Amélia soltou uma risada.

-- Pensava que os leões estavam isentos dessa fragilidade do ciúme.

-- Perdão; não se trata de ciúme, nem sei o que isso é. A questão reduz-se a uma antipatia de caracteres, a uma
contradição
de gênios, que deve ter para o futuro graves conseqüências. A senhora é idealista, eu sou materialista. Um quisera viver
no
mundo dos sonhos, outro neste vale das lágrimas e das realidades. A senhora procurando-me no céu entre as estrelas e
os
anjos, e não me achando aí, sofreria uma cruel decepção; entretanto que eu na terra, ficarei reduzido à sombra da
mulher que
amei.

-- Não é tão pouco, para quem se contentava com um pé de criança, disse Amélia com ironia.

-- Mas esse pé era a realidade, a expressão a mais sublime dela!

-- Custa-lhe pouco a possuir essa realidade. Mande fabricá-la em cera: sairá ainda mais perfeita.

-- Ainda não perdi a esperança de encontrá-la.

O chá interrompeu o diálogo. Os dois noivos aproximaram da mesa oval, onde o criado acabava de colocar a bandeja.

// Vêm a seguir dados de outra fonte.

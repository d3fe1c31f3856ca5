//! Cooperative round-robin scheduler over a fixed array of tasks (§4.5).
//!
//! Every task runs in the kernel's single shared address space, so a
//! context switch is nothing more than swapping `%rsp` — see
//! [`crate::arch::switch::switch`]. The timer IRQ never switches directly;
//! it only raises [`request_reschedule`]'s flag, and the actual switch
//! happens the next time kernel code calls [`yield_now`].

use core::sync::atomic::{AtomicBool, Ordering};

use spin::Mutex;

use crate::arch::switch::switch;

const MAX_TASKS: usize = 32;
const STACK_SIZE: usize = 16 * 1024;

pub type Pid = u64;

static NEED_RESCHED: AtomicBool = AtomicBool::new(false);

#[derive(Debug, Clone, Copy, PartialEq, Eq)]
enum TaskState {
    Unused,
    Ready,
    Running,
    Blocked,
}

#[derive(Clone, Copy)]
struct Task {
    state: TaskState,
    pid: Pid,
    /// Saved `%rsp` while the task isn't running. Meaningless while `Running`.
    saved_sp: usize,
    stack: [u8; STACK_SIZE],
}

impl Task {
    const fn empty() -> Self {
        Task {
            state: TaskState::Unused,
            pid: 0,
            saved_sp: 0,
            stack: [0; STACK_SIZE],
        }
    }
}

struct Tasks {
    slots: [Task; MAX_TASKS],
    /// Index of the slot currently executing. Slot 0 is the boot task and is
    /// always `Running` or `Ready` — there is always something to run.
    current: usize,
    next_pid: Pid,
}

static TASKS: Mutex<Tasks> = Mutex::new(Tasks {
    slots: [Task::empty(); MAX_TASKS],
    current: 0,
    next_pid: 1,
});

/// Marks slot 0 as the boot task. Must run once, before any interrupt that
/// could call [`yield_now`] is unmasked.
pub fn init() {
    let mut tasks = TASKS.lock();
    tasks.slots[0].state = TaskState::Running;
    tasks.slots[0].pid = 0;
}

/// Registers a new task and returns its PID. The task starts `Ready`; it
/// becomes `Running` the next time the scheduler picks it.
///
/// # Panics
/// Panics if all 32 task slots are occupied.
pub fn add_task(entry: extern "C" fn(usize), arg: usize) -> Pid {
    let mut tasks = TASKS.lock();
    let pid = tasks.next_pid;
    tasks.next_pid += 1;

    let slot = tasks
        .slots
        .iter_mut()
        .find(|t| t.state == TaskState::Unused)
        .expect("no free task slots");

    slot.pid = pid;
    slot.saved_sp = init_stack(&mut slot.stack, entry, arg);
    slot.state = TaskState::Ready;
    pid
}

/// Marks `pid`'s slot `Unused`. If it was the running task, forces an
/// immediate reschedule — the caller never returns from this call in that
/// case, matching `yield_now`'s own contract.
pub fn kill(pid: Pid) {
    let mut was_running = false;
    {
        let mut tasks = TASKS.lock();
        if let Some(slot) = tasks.slots.iter_mut().find(|t| t.pid == pid && t.state != TaskState::Unused) {
            was_running = slot.state == TaskState::Running;
            slot.state = TaskState::Unused;
        }
    }
    if was_running {
        yield_now();
    }
}

/// Sets the "reschedule requested" flag. Called from the timer IRQ; the
/// actual switch happens at the next [`yield_now`].
pub fn request_reschedule() {
    NEED_RESCHED.store(true, Ordering::SeqCst);
}

/// Returns and clears whether a reschedule has been requested since the last
/// check. Idle loops poll this to decide whether to call [`yield_now`].
pub fn needs_reschedule() -> bool {
    NEED_RESCHED.swap(false, Ordering::SeqCst)
}

/// Switches to the next `Ready` slot, round-robin starting after the
/// current index. If no other task is ready, returns immediately without
/// switching.
pub fn yield_now() {
    NEED_RESCHED.store(false, Ordering::SeqCst);

    let (old_sp_ptr, new_sp): (*mut usize, usize) = {
        let mut tasks = TASKS.lock();
        let current = tasks.current;
        let next = match find_next_ready(&tasks, current) {
            Some(n) => n,
            None => return,
        };

        tasks.slots[current].state = TaskState::Ready;
        tasks.slots[next].state = TaskState::Running;
        tasks.current = next;

        let old_sp_ptr = &mut tasks.slots[current].saved_sp as *mut usize;
        let new_sp = tasks.slots[next].saved_sp;
        (old_sp_ptr, new_sp)
        // lock is dropped here, before the switch, since `switch` does not
        // return until this task is scheduled again — another task could
        // need the same lock in the meantime.
    };

    unsafe {
        switch(old_sp_ptr, new_sp as *const u8);
    }
}

fn find_next_ready(tasks: &Tasks, current: usize) -> Option<usize> {
    (1..=MAX_TASKS)
        .map(|offset| (current + offset) % MAX_TASKS)
        .find(|&i| tasks.slots[i].state == TaskState::Ready)
}

/// Entry trampoline every new task's stack is wound up to `ret` into. Calls
/// the real entry point and, once it returns, kills the task it's running
/// as — it never returns to its caller (§9: the first switch into a task
/// never returns along the switching call's stack).
extern "C" fn task_trampoline(entry: extern "C" fn(usize), arg: usize) -> ! {
    entry(arg);
    let pid = {
        let tasks = TASKS.lock();
        tasks.slots[tasks.current].pid
    };
    kill(pid);
    unreachable!("a killed running task must not resume");
}

/// Lays out a fake saved-register frame at the top of `stack` so that the
/// first `switch()` into this task pops straight into [`task_trampoline`]
/// with `entry`/`arg` already sitting in the registers SysV passes them in.
fn init_stack(stack: &mut [u8; STACK_SIZE], entry: extern "C" fn(usize), arg: usize) -> usize {
    // 17 pushed words (rflags, rax, rcx, rdx, rbx, pad, rbp, rsi, rdi, r8..r15)
    // plus the trampoline's return address; keep `%rsp` at entry congruent to
    // 8 mod 16 as a normal `call` would leave it.
    const CONTEXT_WORDS: usize = 18;
    let top = (stack.as_ptr() as usize + STACK_SIZE) & !0xf;
    let top = top - 8;
    let base = top - CONTEXT_WORDS * 8;
    assert!(base >= stack.as_ptr() as usize, "task stack too small");

    let words = base as *mut usize;
    unsafe {
        // offsets are in 8-byte words, ascending from the final %rsp (r15).
        core::ptr::write(words.add(0), 0); // r15
        core::ptr::write(words.add(1), 0); // r14
        core::ptr::write(words.add(2), 0); // r13
        core::ptr::write(words.add(3), 0); // r12
        core::ptr::write(words.add(4), 0); // r11
        core::ptr::write(words.add(5), 0); // r10
        core::ptr::write(words.add(6), 0); // r9
        core::ptr::write(words.add(7), 0); // r8
        core::ptr::write(words.add(8), entry as usize); // rdi (arg 1)
        core::ptr::write(words.add(9), arg); // rsi (arg 2)
        core::ptr::write(words.add(10), 0); // rbp
        core::ptr::write(words.add(11), 0); // padding
        core::ptr::write(words.add(12), 0); // rbx
        core::ptr::write(words.add(13), 0); // rdx
        core::ptr::write(words.add(14), 0); // rcx
        core::ptr::write(words.add(15), 0); // rax
        core::ptr::write(words.add(16), 0x202); // rflags (IF set)
        core::ptr::write(words.add(17), task_trampoline as usize); // return address
    }

    base
}

#[cfg(test)]
mod tests {
    use super::*;

    #[test]
    fn find_next_ready_wraps_round_robin() {
        let mut tasks = Tasks {
            slots: [Task::empty(); MAX_TASKS],
            current: 0,
            next_pid: 1,
        };
        tasks.slots[0].state = TaskState::Running;
        tasks.slots[3].state = TaskState::Ready;
        tasks.slots[MAX_TASKS - 1].state = TaskState::Ready;

        assert_eq!(find_next_ready(&tasks, 0), Some(3));
        assert_eq!(find_next_ready(&tasks, 3), Some(MAX_TASKS - 1));
    }

    #[test]
    fn find_next_ready_none_when_alone() {
        let mut tasks = Tasks {
            slots: [Task::empty(); MAX_TASKS],
            current: 0,
            next_pid: 1,
        };
        tasks.slots[0].state = TaskState::Running;
        assert_eq!(find_next_ready(&tasks, 0), None);
    }
}
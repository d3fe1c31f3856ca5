use crate::future::task::JoinHandle;
use crate::future::task::{Task, TaskId};
use alloc::boxed::Box;
use alloc::collections::BTreeMap;
use alloc::sync::Arc;
use core::future::Future;
use core::hint::spin_loop;
use core::sync::atomic::AtomicUsize;
use core::sync::atomic::Ordering::SeqCst;
use core::task::{Context, Poll};
use crossbeam::queue::SegQueue;
use spin::Mutex;

pub struct Executor {
    ready_queue: Arc<SegQueue<TaskId>>,
    ready_tasks: Mutex<BTreeMap<TaskId, Task>>,
    active_tasks: AtomicUsize,
}

impl Executor {
    pub fn new() -> Self {
        Self {
            ready_queue: Arc::new(SegQueue::new()),
            ready_tasks: Mutex::new(BTreeMap::new()),
            active_tasks: AtomicUsize::new(0),
        }
    }

    pub fn spawn<F, T>(&self, future: F) -> Result<JoinHandle<T>, ()>
    where
        F: Future<Output = T> + Send + Sync + 'static,
        T: Send + Sync + 'static,
    {
        let handle = JoinHandle::default();

        let out = handle.result();
        let wrapper = async move {
            let _ = out.lock().insert(future.await);
        };
        let wrapper = Box::pin(wrapper);

        let task = Task::new(self.ready_queue.clone(), wrapper);
        let task_id = task.id();

        self.ready_tasks.lock().insert(task_id, task);
        self.active_tasks.fetch_add(1, SeqCst);
        self.ready_queue.push(task_id);

        Ok(handle)
    }

    /// Execute a single task from the currently active
    /// ones, or do nothing if no task is available.
    ///
    /// When using this executor, call this in a loop
    /// to perform any work. This can be called
    /// simultaneously from multiple threads.
    pub fn execute_task(&self) -> ExecuteResult {
        let mut task = loop {
            let Some(next_task_id) = self.ready_queue.pop() else {
                return ExecuteResult::Idled;
            };

            // If we can't find a task, that means that the task is currently
            // being executed on another thread. We'll continue with the next one.
            if let Some(task) = self.ready_tasks.lock().remove(&next_task_id) {
                break task;
            }
        };

        // The task is now no longer in the active task list, but we own it here,
        // and we will execute it now. Afterward, we have to put the task back.

        let waker = task.waker().clone();

        let mut context = Context::from_waker(&waker);

        match task.future().poll(&mut context) {
            Poll::Ready(()) => {
                // task is done, no need to re-insert the task
                self.active_tasks.fetch_sub(1, SeqCst);
            }
            Poll::Pending => {
                // task is not done yet, we need to re-insert the task
                let previous_task_with_same_id = self.ready_tasks.lock().insert(task.id(), task);
                debug_assert!(
                    previous_task_with_same_id.is_none(),
                    "task id must be unique"
                );
            }
        };

        ExecuteResult::Worked
    }

    pub fn run_active_tasks_to_completion(&self) {
        while self.active_tasks() > 0 {
            match self.execute_task() {
                ExecuteResult::Idled => spin_loop(),
                ExecuteResult::Worked => {}
            }
        }
    }

    pub fn active_tasks(&self) -> usize {
        self.ready_tasks.lock().len()
    }
}

#[derive(Debug, Copy, Clone, Eq, PartialEq)]
pub enum ExecuteResult {
    Worked,
    Idled,
}
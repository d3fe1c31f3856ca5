use core::future::poll_fn;
use core::task::{Context, Poll, Waker};
use crossbeam::queue::{ArrayQueue, SegQueue};

pub struct AsyncBoundedQueue<T> {
    pop_wakers: SegQueue<Waker>,
    push_wakers: SegQueue<Waker>,
    queue: ArrayQueue<T>,
}

impl<T> AsyncBoundedQueue<T> {
    pub fn new(capacity: usize) -> Self {
        Self {
            pop_wakers: SegQueue::new(),
            push_wakers: SegQueue::new(),
            queue: ArrayQueue::new(capacity),
        }
    }

    pub fn len(&self) -> usize {
        self.queue.len()
    }

    pub fn is_empty(&self) -> bool {
        self.queue.is_empty()
    }

    pub async fn pop(&self) -> T {
        poll_fn(|cx| self.poll_for_pop(cx)).await
    }

    pub fn pop_now(&self) -> Option<T> {
        self.queue.pop()
    }

    fn poll_for_pop(&self, cx: &mut Context) -> Poll<T> {
        if let Some(t) = self.pop_now() {
            self.wake_all_push_wakers();
            Poll::Ready(t)
        } else {
            self.pop_wakers.push(cx.waker().clone());
            Poll::Pending
        }
    }

    fn wake_all_push_wakers(&self) {
        while let Some(waker) = self.push_wakers.pop() {
            waker.wake();
        }
    }

    fn wake_all_pop_wakers(&self) {
        while let Some(waker) = self.pop_wakers.pop() {
            waker.wake();
        }
    }

    pub async fn push(&self, t: T) {
        poll_fn({
            let mut t_slot = Some(t);
            move |cx| {
                if let Some(t) = t_slot.take() {
                    match self.push_now(t) {
                        Ok(()) => {
                            self.wake_all_pop_wakers();
                            Poll::Ready(())
                        }
                        Err(t) => {
                            t_slot = Some(t);
                            self.push_wakers.push(cx.waker().clone());
                            Poll::Pending
                        }
                    }
                } else {
                    // We've already pushed the value, so this push is already done.
                    // We don't need to panic (although we could).
                    Poll::Ready(())
                }
            }
        })
        .await
    }

    pub fn push_now(&self, t: T) -> Result<(), T> {
        self.queue.push(t)
    }
}

#[cfg(test)]
mod tests {
    use super::*;
    use crate::future::executor::{block_on, Executor, TickResult};
    use alloc::sync::Arc;
    use core::sync::atomic::AtomicBool;
    use core::sync::atomic::Ordering::SeqCst;

    #[test]
    fn test_async_push() {
        let exec = Executor::new();
        let queue = Arc::new(AsyncBoundedQueue::<usize>::new(1));

        assert_eq!(0, queue.len());
        block_on(queue.push(5));

        assert_eq!(1, queue.len());
        exec.spawn({
            let queue = queue.clone();
            async move { queue.push(10).await }
        });

        assert_eq!(TickResult::Worked, exec.execute_task());
        assert_eq!(1, queue.len());
        assert_eq!(TickResult::Idled, exec.execute_task());
        assert_eq!(1, queue.len());

        block_on(queue.pop());
        assert_eq!(0, queue.len());

        assert_eq!(TickResult::Worked, exec.execute_task());
        assert_eq!(1, queue.len());
        assert_eq!(TickResult::Idled, exec.execute_task());
        assert_eq!(1, queue.len());

        assert_eq!(10, block_on(queue.pop()));

        exec.run_active_tasks_to_completion();
    }

    #[test]
    fn test_async_pop() {
        let exec = Executor::new();
        let queue = Arc::new(AsyncBoundedQueue::<usize>::new(1));
        let popped = Arc::new(AtomicBool::new(false));

        assert_eq!(0, queue.len());
        exec.spawn({
            let queue = queue.clone();
            let popped = popped.clone();
            async move {
                let res = queue.pop().await;
                popped.store(true, SeqCst);
                assert_eq!(5, res);
            }
        });

        assert_eq!(TickResult::Worked, exec.execute_task());
        assert_eq!(0, queue.len());
        assert_eq!(TickResult::Idled, exec.execute_task());
        assert_eq!(0, queue.len());

        block_on(queue.push(5));
        assert_eq!(1, queue.len());
        assert_eq!(TickResult::Worked, exec.execute_task());
        assert_eq!(0, queue.len());
        assert_eq!(TickResult::Idled, exec.execute_task());
        assert_eq!(0, queue.len());

        assert!(popped.load(SeqCst));
    }
}
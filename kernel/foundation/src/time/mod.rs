use core::time::Duration;
use derive_more::Constructor;

#[derive(Debug, Copy, Clone, PartialEq, Eq, PartialOrd, Ord, Constructor)]
pub struct Instant {
    nanos: u64,
}

impl Instant {
    pub fn checked_duration_since(&self, earlier: &Self) -> Option<Duration> {
        if self > earlier {
            Some(*self - *earlier)
        } else {
            None
        }
    }

    pub fn duration_since(&self, earlier: Self) -> Duration {
        Duration::from_nanos(self.nanos.saturating_sub(earlier.nanos))
    }
}

impl core::ops::Add<Duration> for Instant {
    type Output = Self;

    fn add(self, rhs: Duration) -> Self::Output {
        Instant::new(self.nanos + rhs.as_nanos() as u64)
    }
}

impl core::ops::AddAssign<Duration> for Instant {
    fn add_assign(&mut self, rhs: Duration) {
        *self = *self + rhs;
    }
}

impl core::ops::Sub<Duration> for Instant {
    type Output = Self;

    fn sub(self, rhs: Duration) -> Self::Output {
        Instant::new(self.nanos - rhs.as_nanos() as u64)
    }
}

impl core::ops::Sub for Instant {
    type Output = Duration;

    fn sub(self, rhs: Self) -> Self::Output {
        Duration::from_nanos(self.nanos - rhs.nanos)
    }
}

impl core::ops::SubAssign<Duration> for Instant {
    fn sub_assign(&mut self, rhs: Duration) {
        *self = *self - rhs;
    }
}
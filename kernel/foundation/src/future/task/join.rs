use alloc::boxed::Box;
use core::future::Future;
use core::pin::Pin;
use core::task::{Context, Poll};
use futures::channel::oneshot;

pub struct JoinHandle<T> {
    receiver: Pin<Box<oneshot::Receiver<T>>>,
}

impl<T> JoinHandle<T> {
    pub(crate) fn new(receiver: oneshot::Receiver<T>) -> Self {
        Self {
            receiver: Box::pin(receiver),
        }
    }
}

impl<T> Future for JoinHandle<T> {
    type Output = Option<T>;

    fn poll(mut self: Pin<&mut Self>, cx: &mut Context<'_>) -> Poll<Self::Output> {
        match self.receiver.as_mut().poll(cx) {
            Poll::Ready(v) => Poll::Ready(v.ok()),
            Poll::Pending => Poll::Pending,
        }
    }
}

#[cfg(test)]
mod tests {
    use crate::future::executor::{block_on, Executor};

    #[test]
    fn test_join_handle_no_panic_on_executor_drop() {
        let exec = Executor::new();
        let handle = exec.spawn(async { 1 }).unwrap();
        drop(exec);
        assert_eq!(None, block_on(handle));
    }

    #[test]
    fn test_join_handle_await() {
        async fn increment(a: usize) -> usize {
            a + 1
        }
        async fn mul(a: usize, b: usize) -> usize {
            a * b
        }

        let exec = Executor::new();
        let result = exec.spawn(async {
            let a = increment(1).await;
            let b = increment(2).await;
            mul(a, b).await
        }).unwrap();

        let actual_result = exec.spawn(async move {
            let x = result.await;
            increment(x.unwrap_or(0)).await
        }).unwrap();

        exec.run_active_tasks_to_completion();

        let result = block_on(actual_result).unwrap();
        assert_eq!(result, 7);
    }
}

A fisionomia de Amélia perdera a expressão de tristeza e desânimo que tinha a princípio; a conversa lhe deixara no
semblante
alguns tons vivos.

Ocupada em dispor as xícaras para enchê-las, os gestos sempre macios da moça revelavam certa crispação nervosa.

Horácio ficara contrariado, porque não tivera tempo de precipitar o casus belli. Receava que se demorasse ainda o
rompimento que ele tanto desejava.

-- Mamãe, disse Amélia com intenção, amanhã é quinta-feira. Vamos passar a noite em casa de D. Clementina?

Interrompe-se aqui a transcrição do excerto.